Your face might just get impish-ed with glee while reading this!
The Right to Disconnect Bill introduced by National Congress Party (NCP) Supriya Sule allows employees to be offline after their official working hours.
This is seen as a measure to empower employees with the right to not respond to work emails, chats or calls after work hours or on holidays.
What are the Key Takeaways of Right to Disconnect Bill?

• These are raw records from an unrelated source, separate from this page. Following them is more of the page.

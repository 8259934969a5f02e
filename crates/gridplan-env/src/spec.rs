use std::collections::HashSet;

use serde::{Deserialize, Serialize};

use crate::{Coordinate, GridError, GridWorld};

#[derive(Debug, Clone, Serialize, Deserialize)]
/// Serializable grid-world schema used for YAML IO and validation.
pub struct GridSpec {
    /// Schema version for future compatibility checks.
    #[serde(default, skip_serializing_if = "Option::is_none")]
    pub version: Option<u32>,
    /// Number of columns.
    pub width: i32,
    /// Number of rows.
    pub height: i32,
    /// Reward collected in every ordinary (non-terminal) cell.
    #[serde(default)]
    pub step_reward: f64,
    /// Probability mass diverted from the intended move, split evenly
    /// between the two perpendicular directions.
    #[serde(default)]
    pub slip: f64,
    /// Cells that cannot be occupied.
    #[serde(default, skip_serializing_if = "Vec::is_empty")]
    pub blocked: Vec<Coordinate>,
    /// The absorbing goal cell.
    pub positive_terminal: TerminalSpec,
    /// The absorbing penalty cell.
    pub negative_terminal: TerminalSpec,
    /// Per-cell overrides of `step_reward`.
    #[serde(default, skip_serializing_if = "Vec::is_empty")]
    pub rewards: Vec<CellReward>,
}

#[derive(Debug, Clone, Serialize, Deserialize)]
/// An absorbing cell and its fixed reward.
pub struct TerminalSpec {
    pub coord: Coordinate,
    pub reward: f64,
}

#[derive(Debug, Clone, Serialize, Deserialize)]
/// A reward override for one cell.
pub struct CellReward {
    pub coord: Coordinate,
    pub reward: f64,
}

impl GridSpec {
    /// Validate dimensions, slip, blocked cells, terminals, and rewards.
    pub fn validate(&self) -> Result<(), GridError> {
        if self.width <= 0 || self.height <= 0 {
            return Err(GridError::InvalidDimensions {
                width: self.width,
                height: self.height,
            });
        }

        if self.slip.is_nan() || !(0.0..=1.0).contains(&self.slip) {
            return Err(GridError::SlipOutOfRange { value: self.slip });
        }

        if !self.step_reward.is_finite() {
            return Err(GridError::NonFiniteReward {
                context: "step_reward".to_string(),
                value: self.step_reward,
            });
        }

        // Blocked cells must be in bounds and unique.
        let mut blocked = HashSet::with_capacity(self.blocked.len());
        for &coord in &self.blocked {
            if !self.in_bounds(coord) {
                return Err(GridError::BlockedOutOfBounds {
                    coord,
                    width: self.width,
                    height: self.height,
                });
            }
            if !blocked.insert(coord) {
                return Err(GridError::DuplicateBlockedCell { coord });
            }
        }

        for (kind, terminal) in [
            ("positive", &self.positive_terminal),
            ("negative", &self.negative_terminal),
        ] {
            if !self.in_bounds(terminal.coord) {
                return Err(GridError::TerminalOutOfBounds {
                    kind,
                    coord: terminal.coord,
                    width: self.width,
                    height: self.height,
                });
            }
            if blocked.contains(&terminal.coord) {
                return Err(GridError::TerminalBlocked {
                    kind,
                    coord: terminal.coord,
                });
            }
            if !terminal.reward.is_finite() {
                return Err(GridError::NonFiniteReward {
                    context: format!("{kind} terminal"),
                    value: terminal.reward,
                });
            }
        }

        if self.positive_terminal.coord == self.negative_terminal.coord {
            return Err(GridError::TerminalsCoincide {
                coord: self.positive_terminal.coord,
            });
        }

        for cell in &self.rewards {
            if !self.in_bounds(cell.coord) {
                return Err(GridError::RewardOutOfBounds {
                    coord: cell.coord,
                    width: self.width,
                    height: self.height,
                });
            }
            if blocked.contains(&cell.coord) {
                return Err(GridError::RewardOnBlockedCell { coord: cell.coord });
            }
            if cell.coord == self.positive_terminal.coord
                || cell.coord == self.negative_terminal.coord
            {
                return Err(GridError::RewardShadowsTerminal { coord: cell.coord });
            }
            if !cell.reward.is_finite() {
                return Err(GridError::NonFiniteReward {
                    context: format!("cell {}", cell.coord),
                    value: cell.reward,
                });
            }
        }

        Ok(())
    }

    /// Compile this spec into the runtime representation.
    pub fn compile(&self) -> Result<GridWorld, GridError> {
        GridWorld::from_spec(self)
    }

    pub(crate) fn in_bounds(&self, coord: Coordinate) -> bool {
        (0..self.width).contains(&coord.x) && (0..self.height).contains(&coord.y)
    }
}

- Employee will not be obliged to reply after work hours
- Employee to have a right to right to reject calls, texts and emails
- No disciplinary action will be taken against an employee
- Company to have detailed out-of-work demands
- Company to have a charter on post work hours
- Companies can negotiate pre-defined time
- Entitled to overtime wages after paid hours
- Penalty for employers not adhering to rules
- Non-adherence to invite penalty
- Penalty of 1% of employees’ salary
- Companies to lay out post work hours demands
Why it is necessary?
- Constant monitoring of work leads to ‘info-obesity’
- Leads to stress, burnouts & sleeplessness
- Low productivity after fifty work hours per week
- Right to disconnect is employee’s right
Here are some of the countries that have happily incorporated this law for the goodwill of the working class:
- France introduced right to disconnect in 2017
- ‘Khomri law’ defines post work hour rules
- Italy incorporated Right to Disconnect in 2018
- German companies follow ‘Right to Disconnect’
- Volkswagen started Right to Disconnect in 2012
- ‘Right to Disconnect’ introduced in July 2018
- No compulsion to work outside paid hours
Rituparna Chakraborty, co-founder and executive vice-president at staffing firm TeamLease, said the bill should not be a top priority in a country that is in urgent need to reform labour laws. Moreover, there is no clear evidence of employees being penalised for not picking up work calls or for failing to respond to emails after work hours or on holidays. “A legislation cannot mandate a solution for this problem. Because it is saying the employer cannot act against you. The materiality of such incidents where somebody has actually been taken to task for not taking a call is something I would like to question,” she said.